To put this 2-10% improvement into a business perspective, Rashtchian offers a concrete example of customer support AI. “I could imagine a customer asking if they could get a discount,” he said. “In some cases, the searched context is recent and specifically explains ongoing promotions, so the model can answer with confidence. However, in other cases, it is best to explain discounts from a few months ago, explain certain terms and conditions, or say the model is “not sure.”

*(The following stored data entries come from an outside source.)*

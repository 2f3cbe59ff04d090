use color_eyre::eyre::Result;
use ratatui::prelude::Rect;

use crate::{
    core::{
        cmd::{Cmd, TuiCommand},
        raw_msg::RawMsg,
        state::AppState,
        translator::translate_raw_to_domain,
        update::update,
    },
    domain::catalog::Catalog,
    infrastructure::{
        config::Config,
        tui::{self, TuiLike},
    },
    presentation::components::Components,
};

/// Drives the Elm loop: terminal events in, `update`, commands out, render.
pub struct AppRunner<T: TuiLike> {
    state: AppState,
    tui: T,
    components: Components,
    needs_render: bool,
}

impl<T: TuiLike> AppRunner<T> {
    pub fn new(config: Config, catalog: Catalog, tui: T) -> Self {
        Self {
            state: AppState::new_with_config(catalog, config),
            tui,
            components: Components::new(),
            needs_render: true,
        }
    }

    pub fn state(&self) -> &AppState {
        &self.state
    }

    pub fn tui(&self) -> &T {
        &self.tui
    }

    pub fn tui_mut(&mut self) -> &mut T {
        &mut self.tui
    }

    /// Run the main loop until quit is requested or the event source runs dry.
    pub async fn run(&mut self) -> Result<()> {
        self.tui.enter()?;
        self.render()?;

        while let Some(event) = self.tui.next().await {
            if let Some(raw) = self.translate_event(event) {
                self.dispatch(raw)?;
            }

            if self.state.system.should_suspend {
                self.tui.suspend()?;
                self.dispatch(RawMsg::Resume)?;
                self.tui.enter()?;
                // The terminal comes back blank, so every cell has to be redrawn
                self.tui.clear()?;
                self.needs_render = true;
            }

            if self.needs_render {
                self.render()?;
            }

            if self.state.system.should_quit {
                break;
            }
        }

        self.tui.exit()?;
        Ok(())
    }

    /// Feed one raw message through translate → update → command execution.
    pub fn dispatch(&mut self, raw: RawMsg) -> Result<()> {
        if !raw.is_periodic() {
            log::debug!("raw message: {raw:?}");
        }

        for msg in translate_raw_to_domain(raw, &self.state) {
            log::debug!("message: {msg:?}");
            let (state, cmds) = update(msg, self.state.clone());
            self.state = state;
            for cmd in cmds {
                self.execute(cmd)?;
            }
        }
        Ok(())
    }

    fn execute(&mut self, cmd: Cmd) -> Result<()> {
        match cmd {
            Cmd::Tui(TuiCommand::Resize { width, height }) => {
                self.tui.resize(Rect::new(0, 0, width, height))?;
                self.needs_render = true;
            }
            Cmd::RequestRender => self.needs_render = true,
        }
        Ok(())
    }

    fn translate_event(&mut self, event: tui::Event) -> Option<RawMsg> {
        match event {
            tui::Event::Quit | tui::Event::Closed => Some(RawMsg::Quit),
            tui::Event::Tick => Some(RawMsg::Tick),
            tui::Event::Render => {
                self.needs_render = true;
                Some(RawMsg::Render)
            }
            tui::Event::Resize(w, h) => Some(RawMsg::Resize(w, h)),
            tui::Event::Key(key) => Some(RawMsg::Key(key)),
            tui::Event::Error => Some(RawMsg::Error("failed to read terminal input".to_string())),
            tui::Event::Init => None,
        }
    }

    fn render(&mut self) -> Result<()> {
        let state = &self.state;
        let components = &self.components;
        self.tui
            .draw(&mut |f: &mut tui::Frame<'_>| components.render(f, state))?;
        self.needs_render = false;
        Ok(())
    }
}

The team also looked into fine-tuning models to promote abstain. This included a training model for the model for an example that was replaced by “I Don’t Know” instead of the original ground truth, especially when the context was insufficient. Our intuition was that explicit training on such examples could lead the model to abstain from hallucinations rather than hallucinations.

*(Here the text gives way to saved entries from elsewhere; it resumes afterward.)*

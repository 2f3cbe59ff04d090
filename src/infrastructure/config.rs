use crate::presentation::config::{keybindings, strings, styles, thumbnails};

use std::collections::HashSet;
use std::path::{Path, PathBuf};

use config::ConfigError;
use serde::Deserialize;

use crate::utils;

const CONFIG: &str = include_str!("../../.config/config.json5");

const CONFIG_FILES: [(&str, config::FileFormat); 5] = [
    ("config.json5", config::FileFormat::Json5),
    ("config.json", config::FileFormat::Json),
    ("config.yaml", config::FileFormat::Yaml),
    ("config.toml", config::FileFormat::Toml),
    ("config.ini", config::FileFormat::Ini),
];

#[derive(Clone, Debug, Deserialize, Default)]
pub struct AppConfig {
    #[serde(default)]
    pub _data_dir: PathBuf,
    #[serde(default)]
    pub _config_dir: PathBuf,
}

#[derive(Clone, Debug, Default, Deserialize)]
pub struct Config {
    #[serde(default, flatten)]
    pub config: AppConfig,
    #[serde(default)]
    pub keybindings: keybindings::KeyBindings,
    #[serde(default)]
    pub styles: styles::Styles,
    #[serde(default)]
    pub strings: strings::Strings,
    #[serde(default)]
    pub thumbnails: thumbnails::Thumbnails,
}

impl Config {
    /// Loads the user configuration from the standard directories on top of the built-in defaults.
    pub fn new() -> Result<Self, ConfigError> {
        Self::load_from(&utils::get_config_dir(), &utils::get_data_dir())
    }

    /// The embedded default configuration alone.
    pub fn builtin() -> Result<Self, ConfigError> {
        json5::from_str(CONFIG)
            .map_err(|e| ConfigError::Message(format!("Failed to load default config: {e}")))
    }

    pub fn load_from(config_dir: &Path, data_dir: &Path) -> Result<Self, ConfigError> {
        let default_config = Self::builtin()?;
        let mut builder = config::Config::builder()
            .set_default("_data_dir", data_dir.to_string_lossy().as_ref())?
            .set_default("_config_dir", config_dir.to_string_lossy().as_ref())?;

        let mut found_config = false;
        for (file, format) in &CONFIG_FILES {
            builder = builder.add_source(
                config::File::from(config_dir.join(file))
                    .format(*format)
                    .required(false),
            );
            if config_dir.join(file).exists() {
                found_config = true
            }
        }
        if !found_config {
            log::info!(
                "No configuration file found in {}, using defaults",
                config_dir.display()
            );
        }

        let mut cfg: Self = builder.build()?.try_deserialize()?;
        cfg.merge_defaults(default_config);
        Ok(cfg)
    }

    /// Fills every entry the user left out with the default one.
    fn merge_defaults(&mut self, default_config: Config) {
        // Actions the user rebound keep only the user's keys.
        let user_actions: HashSet<keybindings::Action> =
            self.keybindings.values().copied().collect();
        for (keyseq, action) in default_config.keybindings.0 {
            if !user_actions.contains(&action) {
                self.keybindings.entry(keyseq).or_insert(action);
            }
        }
        for (token, style) in default_config.styles.0 {
            self.styles.entry(token).or_insert(style);
        }
        for (key, text) in default_config.strings.0 {
            self.strings.entry(key).or_insert(text);
        }
        for (id, thumbnail) in default_config.thumbnails.0 {
            self.thumbnails.entry(id).or_insert(thumbnail);
        }
    }
}

#[cfg(test)]
mod tests {
    use std::fs;

    use crossterm::event::{KeyCode, KeyEvent, KeyModifiers};
    use pretty_assertions::assert_eq;

    use super::*;
    use crate::{
        domain::post::ImageId,
        presentation::config::{keybindings::Action, strings::StringKey, styles::ThemeToken},
    };

    fn scratch_dir(name: &str) -> std::io::Result<PathBuf> {
        let dir = std::env::temp_dir().join(format!(
            "{}-config-test-{}-{name}",
            env!("CARGO_PKG_NAME"),
            std::process::id()
        ));
        let _ = fs::remove_dir_all(&dir);
        fs::create_dir_all(&dir)?;
        Ok(dir)
    }

    fn key(code: KeyCode) -> Vec<KeyEvent> {
        vec![KeyEvent::new(code, KeyModifiers::NONE)]
    }

    #[test]
    fn test_builtin_config() -> color_eyre::Result<()> {
        let cfg = Config::builtin()?;

        assert_eq!(cfg.keybindings.get(&key(KeyCode::Char('q'))), Some(&Action::Quit));
        assert_eq!(cfg.keybindings.get(&key(KeyCode::Enter)), Some(&Action::TapCard));
        assert_eq!(cfg.strings.text(StringKey::HomeAudioSectionTitle), "Audio stories");
        assert!(cfg.styles.contains_key(&ThemeToken::Accent));
        assert_eq!(cfg.thumbnails.len(), 7);
        Ok(())
    }

    #[test]
    fn test_load_without_user_file_uses_defaults() -> color_eyre::Result<()> {
        let dir = scratch_dir("empty")?;
        let cfg = Config::load_from(&dir, &dir)?;

        assert_eq!(cfg.config._config_dir, dir);
        assert_eq!(cfg.keybindings.get(&key(KeyCode::Char('j'))), Some(&Action::ScrollDown));
        assert!(cfg.thumbnails.contains_key(&ImageId::from("thumbnail_7")));
        Ok(())
    }

    #[test]
    fn test_every_default_binding_survives_merge() -> color_eyre::Result<()> {
        let dir = scratch_dir("all-defaults")?;
        let builtin = Config::builtin()?;
        let cfg = Config::load_from(&dir, &dir)?;

        assert_eq!(cfg.keybindings.len(), builtin.keybindings.len());
        for (keyseq, action) in builtin.keybindings.iter() {
            assert_eq!(cfg.keybindings.get(keyseq), Some(action), "{keyseq:?}");
        }
        Ok(())
    }

    #[test]
    fn test_user_binding_keeps_other_default_actions() -> color_eyre::Result<()> {
        let dir = scratch_dir("partial")?;
        fs::write(
            dir.join("config.json5"),
            r#"{ keybindings: { "<x>": "Quit" } }"#,
        )?;

        let cfg = Config::load_from(&dir, &dir)?;

        for code in [KeyCode::Char('j'), KeyCode::Down] {
            assert_eq!(cfg.keybindings.get(&key(code)), Some(&Action::ScrollDown));
        }
        for code in [KeyCode::Char('k'), KeyCode::Up] {
            assert_eq!(cfg.keybindings.get(&key(code)), Some(&Action::ScrollUp));
        }
        Ok(())
    }

    #[test]
    fn test_user_file_overrides_defaults() -> color_eyre::Result<()> {
        let dir = scratch_dir("override")?;
        fs::write(
            dir.join("config.json5"),
            r#"{
                keybindings: { "<x>": "Quit" },
                strings: { home_play_all: "Listen" },
            }"#,
        )?;

        let cfg = Config::load_from(&dir, &dir)?;

        assert_eq!(cfg.keybindings.get(&key(KeyCode::Char('x'))), Some(&Action::Quit));
        // The user rebound Quit, so the default <q> binding is not merged back in
        assert_eq!(cfg.keybindings.get(&key(KeyCode::Char('q'))), None);
        assert_eq!(cfg.strings.text(StringKey::HomePlayAll), "Listen");
        assert_eq!(cfg.strings.text(StringKey::HomeMore), "More");
        Ok(())
    }
}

The results were mixed together. Fine-tuned models often had a higher percentage of correct answers, but still hallucinated frequently and often abstained. The paper concludes that tweaks may be helpful, but “more work is needed to develop a reliable strategy that balances these objectives.”
Apply sufficient context to real-world RAG systems
For enterprise teams looking to apply these insights to their own RAG systems, such as those that enhance their internal knowledge base and customer support AI, Rashtchian outlines a practical approach. He proposes first collecting a dataset of query context pairs that represent the types of examples in production. Next, use LLM-based vehicles to label each example as having sufficient or insufficient context.
“This gives a good estimate of already sufficient proportion of context,” Rashtchian said. “If it’s under 80-90%, there could be plenty of room to improve the search or knowledge-based aspects of things. This is a proper observable symptom.”
Rashtchian advises teams to “strat the model responses based on examples with sufficient and insufficient context.” By examining metrics across these two separate datasets, teams can better understand the nuances of performance.
“For example, we found that models are more likely to provide false responses (with regard to ground truth) if the context is insufficient. This is another observable symptom,” he pointed out, adding, “aggregating statistics across the entire dataset could be glossing across a small set of important but not addressed small queries.”
While LLM-based cars show high accuracy, enterprise teams may wonder about the additional computational costs. Rashtchian has made it clear that overhead can be managed for diagnostic purposes.
“It’s important to run an LLM-based car with a small test set (for example, the 500-1000 example) and since this can be done ‘offline’, you don’t have to worry about the amount of time it takes,” he said. For real-time applications, he admits that “it’s better to use heuristics, or at least a smaller model.” According to Rashtchian, important takeaways are “engineers should be looking at things that are beyond similarity scores and more from the search components. Having additional signals from LLM or heuristics can lead to new insights.”